Page MenuHomeDevCentral

Allow to run queries for reporting
Open, WishlistPublic

Description

We can run queries for analytics or report purpose.

Could we create a service to store and run those queries easily?

What kind of service?

Wikimedia build Quarry, https://quarry.wmcloud.org/query/runs/all

It allows to freely query a safe replication of database without credentials or sensitive information

They're also switching to https://superset.apache.org/ as a front-end to use those replica.

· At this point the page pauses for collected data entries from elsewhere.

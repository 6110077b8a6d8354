// Common constants used throughout the codebase

/// Project name
pub const PROJECT_NAME: &str = "snapwiz";

/// Project organization (reverse domain notation)
pub const PROJECT_QUALIFIER: &str = "com";
pub const PROJECT_ORG: &str = "snapwiz";

/// Upper bound for each install invocation; a fallback dependency repair
/// gets a budget of its own
pub const INSTALL_TIMEOUT_SECS: u64 = 300;

/// Upper bound for a single uninstall invocation
pub const UNINSTALL_TIMEOUT_SECS: u64 = 120;

/// Upper bound for read-only queries (metadata, installed listings)
pub const QUERY_TIMEOUT_SECS: u64 = 10;

/// Wall-clock format used for history timestamps (second precision)
pub const HISTORY_TIMESTAMP_FORMAT: &str = "%Y-%m-%d %H:%M:%S";

/// Date-only format accepted by history date filters
pub const HISTORY_DATE_FORMAT: &str = "%Y-%m-%d";
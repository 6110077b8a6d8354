//! Seams for dependency injection
//!
//! Orchestration code depends on these traits rather than on the real
//! process runner, tool lookup or history file, so tests can swap in
//! scripted runners, fixed tool tables and in-memory logs.

use crate::error::Result;
use crate::exec::{CommandRunner, SystemRunner, ToolProbe, WhichProbe};
use crate::history::{HistoryEntry, HistoryStore};
use std::sync::{Arc, Mutex};

/// Sink for finished install and uninstall attempts
pub trait HistoryLog: Send + Sync {
    /// Persist one entry; `false` when it could not be saved.
    fn record(&self, entry: HistoryEntry) -> bool;
}

/// In-memory log, for dry runs and tests
#[derive(Debug, Default)]
pub struct MemoryHistory {
    entries: Mutex<Vec<HistoryEntry>>,
}

impl MemoryHistory {
    pub fn new() -> Self {
        Self::default()
    }

    pub fn entries(&self) -> Vec<HistoryEntry> {
        self.entries
            .lock()
            .map(|entries| entries.clone())
            .unwrap_or_default()
    }
}

impl HistoryLog for MemoryHistory {
    fn record(&self, entry: HistoryEntry) -> bool {
        match self.entries.lock() {
            Ok(mut entries) => {
                entries.push(entry);
                true
            }
            Err(_) => false,
        }
    }
}

/// Everything a command needs to talk to the outside world
#[derive(Clone)]
pub struct AppContext {
    pub runner: Arc<dyn CommandRunner>,
    pub probe: Arc<dyn ToolProbe>,
    pub history: Arc<HistoryStore>,
}

impl AppContext {
    pub fn new(
        runner: Arc<dyn CommandRunner>,
        probe: Arc<dyn ToolProbe>,
        history: Arc<HistoryStore>,
    ) -> Self {
        Self {
            runner,
            probe,
            history,
        }
    }

    /// Real processes, `PATH` lookup and the default history file.
    pub fn system() -> Result<Self> {
        Ok(Self::new(
            Arc::new(SystemRunner::from_env()),
            Arc::new(WhichProbe),
            Arc::new(HistoryStore::open_default()?),
        ))
    }
}
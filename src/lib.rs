pub mod batch;
pub mod cli;
pub mod commands;
pub mod config;
pub mod constants;
pub mod core;
pub mod error;
pub mod exec;
pub mod history;
pub mod install;
pub mod packages;
pub mod project_identity;
pub mod traits;
pub mod ui;
pub mod uninstall;
pub mod utils;
pub mod verify;

use batch::CancelHandle;
use clap::Parser;
use std::process::exit;

/// Run snapwiz CLI entrypoint.
pub fn run_cli() {
    // 0. Initialize color settings (must be first)
    ui::init_colors();

    // 1. Signal handling: the first Ctrl-C stops a batch after the current
    //    package, a second one exits immediately
    let cancel = CancelHandle::new();
    let handler_cancel = cancel.clone();
    if let Err(e) = ctrlc::set_handler(move || {
        eprintln!();
        if handler_cancel.is_cancelled() {
            exit(130);
        }
        handler_cancel.cancel();
        ui::warning("Cancelling after the current package. Press Ctrl-C again to exit now.");
    }) {
        ui::warning(&format!("Could not install Ctrl-C handler: {}", e));
    }

    // 2. Parse & Run
    let args = cli::args::Cli::parse();
    ui::configure(args.global.verbose, args.global.quiet);

    if let Err(e) = cli::dispatcher::dispatch(&args, cancel) {
        ui::error(&format!("{}", e));
        exit(1);
    }
}
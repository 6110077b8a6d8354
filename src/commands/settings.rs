//! Settings Command
//!
//! Manage snapwiz preferences.

use crate::config::settings::Settings;
use crate::error::{Result, SnapwizError};
use crate::ui as output;

/// Settings command
#[derive(Debug)]
pub enum SettingsCommand {
    /// Set a setting value
    Set { key: String, value: String },
    /// Get a setting value
    Get { key: String },
    /// Show all settings
    Show,
    /// Reset setting to default
    Reset { key: String },
}

/// Run the settings command
pub fn run(command: SettingsCommand) -> Result<()> {
    let mut settings = Settings::load()?;
    apply(&mut settings, command)
}

fn apply(settings: &mut Settings, command: SettingsCommand) -> Result<()> {
    match command {
        SettingsCommand::Set { key, value } => {
            settings.set(&key, &value)?;
            let stored = settings.get(&key).unwrap_or(value);
            output::success(&format!("Set {} = {}", key, stored));
        }
        SettingsCommand::Get { key } => match settings.get(&key) {
            Some(value) => println!("{} = {}", key, value),
            None => {
                return Err(SnapwizError::Other(format!(
                    "Setting '{}' not found",
                    key
                )));
            }
        },
        SettingsCommand::Show => show_all_settings(settings),
        SettingsCommand::Reset { key } => {
            settings.reset(&key)?;
            output::success(&format!("Reset {} to default", key));
        }
    }

    Ok(())
}

/// Show all settings
fn show_all_settings(settings: &Settings) {
    output::header("Current Settings");

    for (key, value) in settings.all() {
        println!("  {}: {}", key, value);
    }

    println!();
    output::info("Valid values:");
    println!("  theme:            Light, Dark");
    println!("  verify_integrity: true, false");
    println!("  verify_signature: true, false");
}

#[cfg(test)]
mod tests {
    use super::*;
    use tempfile::tempdir;

    #[test]
    fn set_then_get_round_trips_through_the_file() {
        let dir = tempdir().expect("tempdir");
        let file = dir.path().join("settings.json");
        let mut settings = Settings::load_from(&file);

        apply(
            &mut settings,
            SettingsCommand::Set {
                key: "verify_signature".to_string(),
                value: "on".to_string(),
            },
        )
        .expect("set");

        let reloaded = Settings::load_from(&file);
        assert_eq!(reloaded.get("verify_signature").as_deref(), Some("true"));
    }

    #[test]
    fn unknown_key_is_an_error() {
        let dir = tempdir().expect("tempdir");
        let mut settings = Settings::load_from(dir.path().join("settings.json"));
        let result = apply(
            &mut settings,
            SettingsCommand::Get {
                key: "color".to_string(),
            },
        );
        assert!(result.is_err());
    }
}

As we don't have data interesting to general public outside Nasqueron Databases,
we could only have a repository to store queries, and a service to run them publicly or through CLI on a devserver. Such service would only have access to SELECT right on the tables it needs.

Candidate databases servers

Those queries can be run:

  • on db-A cluster for PostgreSQL services
  • on db-B cluster for MySQL services using MariaDB 10
  • on acquisitariat for MySQL services using MySQL 8 on Docker PaaS

Output

Output can be:

Examples

An example of query to include a report as a MediaWiki table:

DevCentral :: Phabricator revisions with token to mark them as AI-assisted
SELECT
    CONCAT("{{D|", rev.id, "}}") as revision,
    title,
    DATE_FORMAT(FROM_UNIXTIME(rev.dateCreated), '%Y-%m-%d') as `date`,
    userName,
    CONCAT("{{Repo|", repositorySlug, "}}") as repository
FROM devcentral_differential.differential_revision rev
    LEFT JOIN devcentral_repository.repository repo ON repo.phid = rev.repositoryPHID
    LEFT JOIN devcentral_user.user ON user.phid = authorPHID
WHERE rev.phid IN (SELECT DISTINCT objectPHID FROM devcentral_token.token_given WHERE tokenPHID = "PHID-TOKN-emoji-3");

Event Timeline

As a minimum, to have somewhere (a reports repository?) where we can write those report queries could already be useful, so we don't lose them.

dereckson triaged this task as Wishlist priority.May 25 2023, 04:23
dereckson moved this task from Backlog to Services / Features on the DBA board.